Posons les fondamentaux pour comprendre ce qui est en cause. On estime en général que la retraite répond à deux modèles sociaux différents et parfois combinables.

  1. Le régime Bismarckien, déployé en Allemagne à la fin du 19e siècle, est un modèle paritaire de caractère assuranciel. On se protège en cotisant.
  2. Le régime de Beveridge, du nom d’un économiste anglais du début du 20e siècle, est fondé sur l’impôt et donc sur l’assistance. Pour donner un élément de compréhension, la CSG (Contribution sociale généralisée) est une forme de fiscalisation de la protection sociale. On paye par l’impôt la protection sociale. C’est l’esprit de Beveridge. L’Etat est « providentiel ».

 

La France est le pays le plus généreux d’Europe. Elle consacre 14% de son PIB au paiement des pensions de retraite. Le taux de réversion y est le plus élevé des pays de l’OCDE, très nettement supérieur à celui pratiqué en Allemagne. Mais ce qui frappe le plus dans notre cas, c’est la pluralité et la diversité des régimes. Pas moins de 42 régimes dits spéciaux ont été pendant longtemps des régimes anticipés, en ce sens qu’ils ont précédé la loi sur les retraites. Ces régimes anticipés ont produit des droits pour les fonctionnaires de l’Etat (civils et militaires) pour les cheminots (avant même la nationalisation des chemins de fer), pour les sociétaires de la Comédie Française ou de l’Opéra de Paris. Ces régimes spéciaux sont pour la plupart très déséquilibrés et, comme chacun le sait, ce qui est offert aux uns est payé par tous les autres.

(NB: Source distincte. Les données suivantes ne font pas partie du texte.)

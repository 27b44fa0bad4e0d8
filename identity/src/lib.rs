//! Identity for the Jotter note client.
//!
//! - [`FirebaseSessionProvider`]: a [`jt_core::SessionProvider`] backed by the
//!   Firebase Authentication REST API, with on-disk session persistence
//! - [`CredentialGate`]: the sign-in / sign-up surface in front of any
//!   session provider

pub mod firebase;
pub mod gate;
pub mod store;

pub use firebase::FirebaseSessionProvider;
pub use gate::{CredentialGate, GateMode, MIN_PASSWORD_LEN};
pub use store::{SessionStore, StoredSession};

La vérité sur les régimes spéciaux

i- Quand Pierre Laroque accompagne la fondation de la Sécurité sociale en 1945 sous l’impulsion du gouvernement provisoire de la France, seuls les agents de l’Etat et les salariés des secteurs protégés (ou stratégiques) bénéficient d’une assurance retraite digne de ce nom. La grande promesse est celle de l’égalité républicaine. La retraite est un acquis pour tous et elle doit présenter un caractère universel. Les Français ont longtemps cru à cette belle fable du traitement égalitaire des assurés mais on leur a menti. Les premières retraites du privé présentent un taux de réversion indigent (autour de 30% du dernier salaire). La promesse égalitaire ne sera jamais tenue et il faudra l’invention des régimes complémentaires de cadres et de non cadres AGIRC ARCCO pour soutenir les revenus de remplacement des non fonctionnaires.

ii- Chaque année, le régime spécial des retraites de la SNCF, cette vache sacrée de la République, coûte 3,5 milliards d’euros à la collectivité. Il est structurellement déficitaire. C’est la solidarité nationale qui bouche des trous. Mais ce n’est pas le seul fromage de la République. Les Français l’ignorent mais à chaque consultation chez un médecin de ville, ils abondent la caisse de retraite des médecins libéraux.

iii- La question posée est celle de la soutenabilité de nos régimes de retraite. Pour comprendre, voici deux tableaux qui rappellent que la retraite est la fille conjointe de la croissance économique et de la démographie. En 1950, un retraité vivait 5 années après son départ en retraite. En 2018, l’espérance de vie à la retraite est de 28 ans !

1950 5 ans
2018 28 ans

Dans le même temps, le nombre de cotisants a très sensiblement baissé. Dans un système de solidarité intergénérationnelle, le nombre de cotisants doit être suffisant pour couvrir les retraites en cours.

1940 2016 2050
4 cotisants 1,8 cotisant 1,2 cotisant

Nombre de cotisants par retraité

La réforme Macron introduit enfin le concept de retraite par point. On ne prend plus en compte les 6 derniers mois travaillés dans le public ou les 25 meilleures années comme dans le privé pour calculer les droits mais le nombre de mois travaillés tout au long de sa vie. Chaque journée travaillée alimente un compteur par point ; chacun se retrouve en face de son parcours professionnel. Un peu de justice ne peut pas nuire au pays de l’égalité !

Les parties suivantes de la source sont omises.